→ Task item:
Print each of the entries exactly, leaving nothing out.

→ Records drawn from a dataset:
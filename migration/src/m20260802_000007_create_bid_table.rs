use sea_orm_migration::{prelude::*, schema::*};

use super::{
    m20260801_000004_create_team_table::Team, m20260801_000005_create_player_table::Player,
};

#[derive(DeriveMigrationName)]
pub struct Migration;

#[async_trait::async_trait]
impl MigrationTrait for Migration {
    async fn up(&self, manager: &SchemaManager) -> Result<(), DbErr> {
        manager
            .create_table(
                Table::create()
                    .table(Bid::Table)
                    .if_not_exists()
                    .col(pk_auto(Bid::Id))
                    .col(integer(Bid::PlayerId))
                    .col(integer(Bid::TeamId))
                    .col(big_integer(Bid::Amount))
                    .col(timestamp(Bid::ExpiresAt))
                    .col(string(Bid::Status).default("active"))
                    .col(boolean(Bid::Finalized).default(false))
                    .col(
                        timestamp(Bid::CreatedAt)
                            .default(Expr::current_timestamp())
                            .not_null(),
                    )
                    .foreign_key(
                        ForeignKey::create()
                            .name("fk_bid_player_id")
                            .from(Bid::Table, Bid::PlayerId)
                            .to(Player::Table, Player::Id)
                            .on_delete(ForeignKeyAction::Cascade)
                            .on_update(ForeignKeyAction::Cascade),
                    )
                    .foreign_key(
                        ForeignKey::create()
                            .name("fk_bid_team_id")
                            .from(Bid::Table, Bid::TeamId)
                            .to(Team::Table, Team::Id)
                            .on_delete(ForeignKeyAction::Cascade)
                            .on_update(ForeignKeyAction::Cascade),
                    )
                    .to_owned(),
            )
            .await
    }

    async fn down(&self, manager: &SchemaManager) -> Result<(), DbErr> {
        manager
            .drop_table(Table::drop().table(Bid::Table).to_owned())
            .await
    }
}

#[derive(DeriveIden)]
pub enum Bid {
    Table,
    Id,
    PlayerId,
    TeamId,
    Amount,
    ExpiresAt,
    Status,
    Finalized,
    CreatedAt,
}
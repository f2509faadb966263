//! User factory for creating test user entities.

use crate::factory::helpers::next_id;
use chrono::Utc;
use sea_orm::{ActiveModelTrait, ActiveValue, DatabaseConnection, DbErr};

/// Factory for creating test users with customizable fields.
pub struct UserFactory<'a> {
    db: &'a DatabaseConnection,
    name: String,
    role: String,
}

impl<'a> UserFactory<'a> {
    /// Creates a new UserFactory with default values.
    ///
    /// Defaults:
    /// - name: `"User {id}"` where id is auto-incremented
    /// - role: `"member"`
    pub fn new(db: &'a DatabaseConnection) -> Self {
        let id = next_id();
        Self {
            db,
            name: format!("User {}", id),
            role: "member".to_string(),
        }
    }

    /// Sets the user name.
    pub fn name(mut self, name: impl Into<String>) -> Self {
        self.name = name.into();
        self
    }

    /// Sets the role string stored on the user row.
    pub fn role(mut self, role: impl Into<String>) -> Self {
        self.role = role.into();
        self
    }

    /// Builds and inserts the user entity into the database.
    pub async fn build(self) -> Result<entity::user::Model, DbErr> {
        entity::user::ActiveModel {
            id: ActiveValue::NotSet,
            name: ActiveValue::Set(self.name),
            role: ActiveValue::Set(self.role),
            created_at: ActiveValue::Set(Utc::now()),
        }
        .insert(self.db)
        .await
    }
}

/// Creates a user with default values.
pub async fn create_user(db: &DatabaseConnection) -> Result<entity::user::Model, DbErr> {
    UserFactory::new(db).build().await
}

/// Creates a user with the given role.
pub async fn create_user_with_role(
    db: &DatabaseConnection,
    role: &str,
) -> Result<entity::user::Model, DbErr> {
    UserFactory::new(db).role(role).build().await
}
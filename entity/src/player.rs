use sea_orm::entity::prelude::*;

#[derive(Clone, Debug, PartialEq, Eq, DeriveEntityModel)]
#[sea_orm(table_name = "player")]
pub struct Model {
    #[sea_orm(primary_key)]
    pub id: i32,
    pub name: String,
    pub team_id: Option<i32>,
    pub created_at: DateTimeUtc,
}

#[derive(Copy, Clone, Debug, EnumIter, DeriveRelation)]
pub enum Relation {
    #[sea_orm(
        belongs_to = "super::team::Entity",
        from = "Column::TeamId",
        to = "super::team::Column::Id",
        on_update = "Cascade",
        on_delete = "SetNull"
    )]
    Team,
    #[sea_orm(has_many = "super::bid::Entity")]
    Bid,
    #[sea_orm(has_many = "super::notification::Entity")]
    Notification,
}

impl Related<super::team::Entity> for Entity {
    fn to() -> RelationDef {
        Relation::Team.def()
    }
}

impl Related<super::bid::Entity> for Entity {
    fn to() -> RelationDef {
        Relation::Bid.def()
    }
}

impl Related<super::notification::Entity> for Entity {
    fn to() -> RelationDef {
        Relation::Notification.def()
    }
}

impl ActiveModelBehavior for ActiveModel {}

→ Written solution:
filename migration/src/m20260802_000007_create_bid_table.rs
use sea_orm_migration::{prelude::*, schema::*};

use super::{
    m20260801_000004_create_team_table::Team, m20260801_000005_create_player_table::Player,
};

#[derive(DeriveMigrationName)]
pub struct Migration;

#[async_trait::async_trait]
impl MigrationTrait for Migration {
    async fn up(&self, manager: &SchemaManager) -> Result<(), DbErr> {
        manager
            .create_table(
                Table::create()
                    .table(Bid::Table)
                    .if_not_exists()
                    .col(pk_auto(Bid::Id))
                    .col(integer(Bid::PlayerId))
                    .col(integer(Bid::TeamId))
                    .col(big_integer(Bid::Amount))
                    .col(timestamp(Bid::ExpiresAt))
                    .col(string(Bid::Status).default("active"))
                    .col(boolean(Bid::Finalized).default(false))
                    .col(
                        timestamp(Bid::CreatedAt)
                            .default(Expr::current_timestamp())
                            .not_null(),
                    )
                    .foreign_key(
                        ForeignKey::create()
                            .name("fk_bid_player_id")
                            .from(Bid::Table, Bid::PlayerId)
                            .to(Player::Table, Player::Id)
                            .on_delete(ForeignKeyAction::Cascade)
                            .on_update(ForeignKeyAction::Cascade),
                    )
                    .foreign_key(
                        ForeignKey::create()
                            .name("fk_bid_team_id")
                            .from(Bid::Table, Bid::TeamId)
                            .to(Team::Table, Team::Id)
                            .on_delete(ForeignKeyAction::Cascade)
                            .on_update(ForeignKeyAction::Cascade),
                    )
                    .to_owned(),
            )
            .await
    }

    async fn down(&self, manager: &SchemaManager) -> Result<(), DbErr> {
        manager
            .drop_table(Table::drop().table(Bid::Table).to_owned())
            .await
    }
}

#[derive(DeriveIden)]
pub enum Bid {
    Table,
    Id,
    PlayerId,
    TeamId,
    Amount,
    ExpiresAt,
    Status,
    Finalized,
    CreatedAt,
}
repository f2509faadb966263
//! User factory for creating test user entities.

use crate::factory::helpers::next_id;
use chrono::Utc;
use sea_orm::{ActiveModelTrait, ActiveValue, DatabaseConnection, DbErr};

/// Factory for creating test users with customizable fields.
pub struct UserFactory<'a> {
    db: &'a DatabaseConnection,
    name: String,
    role: String,
}

impl<'a> UserFactory<'a> {
    /// Creates a new UserFactory with default values.
    ///
    /// Defaults:
    /// - name: `"User {id}"` where id is auto-incremented
    /// - role: `"member"`
    pub fn new(db: &'a DatabaseConnection) -> Self {
        let id = next_id();
        Self {
            db,
            name: format!("User {}", id),
            role: "member".to_string(),
        }
    }

    /// Sets the user name.
    pub fn name(mut self, name: impl Into<String>) -> Self {
        self.name = name.into();
        self
    }

    /// Sets the role string stored on the user row.
    pub fn role(mut self, role: impl Into<String>) -> Self {
        self.role = role.into();
        self
    }

    /// Builds and inserts the user entity into the database.
    pub async fn build(self) -> Result<entity::user::Model, DbErr> {
        entity::user::ActiveModel {
            id: ActiveValue::NotSet,
            name: ActiveValue::Set(self.name),
            role: ActiveValue::Set(self.role),
            created_at: ActiveValue::Set(Utc::now()),
        }
        .insert(self.db)
        .await
    }
}

/// Creates a user with default values.
pub async fn create_user(db: &DatabaseConnection) -> Result<entity::user::Model, DbErr> {
    UserFactory::new(db).build().await
}

/// Creates a user with the given role.
pub async fn create_user_with_role(
    db: &DatabaseConnection,
    role: &str,
) -> Result<entity::user::Model, DbErr> {
    UserFactory::new(db).role(role).build().await
}
filename entity/src/player.rs
use sea_orm::entity::prelude::*;

#[derive(Clone, Debug, PartialEq, Eq, DeriveEntityModel)]
#[sea_orm(table_name = "player")]
pub struct Model {
    #[sea_orm(primary_key)]
    pub id: i32,
    pub name: String,
    pub team_id: Option<i32>,
    pub created_at: DateTimeUtc,
}

#[derive(Copy, Clone, Debug, EnumIter, DeriveRelation)]
pub enum Relation {
    #[sea_orm(
        belongs_to = "super::team::Entity",
        from = "Column::TeamId",
        to = "super::team::Column::Id",
        on_update = "Cascade",
        on_delete = "SetNull"
    )]
    Team,
    #[sea_orm(has_many = "super::bid::Entity")]
    Bid,
    #[sea_orm(has_many = "super::notification::Entity")]
    Notification,
}

impl Related<super::team::Entity> for Entity {
    fn to() -> RelationDef {
        Relation::Team.def()
    }
}

impl Related<super::bid::Entity> for Entity {
    fn to() -> RelationDef {
        Relation::Bid.def()
    }
}

impl Related<super::notification::Entity> for Entity {
    fn to() -> RelationDef {
        Relation::Notification.def()
    }
}

impl ActiveModelBehavior for ActiveModel {}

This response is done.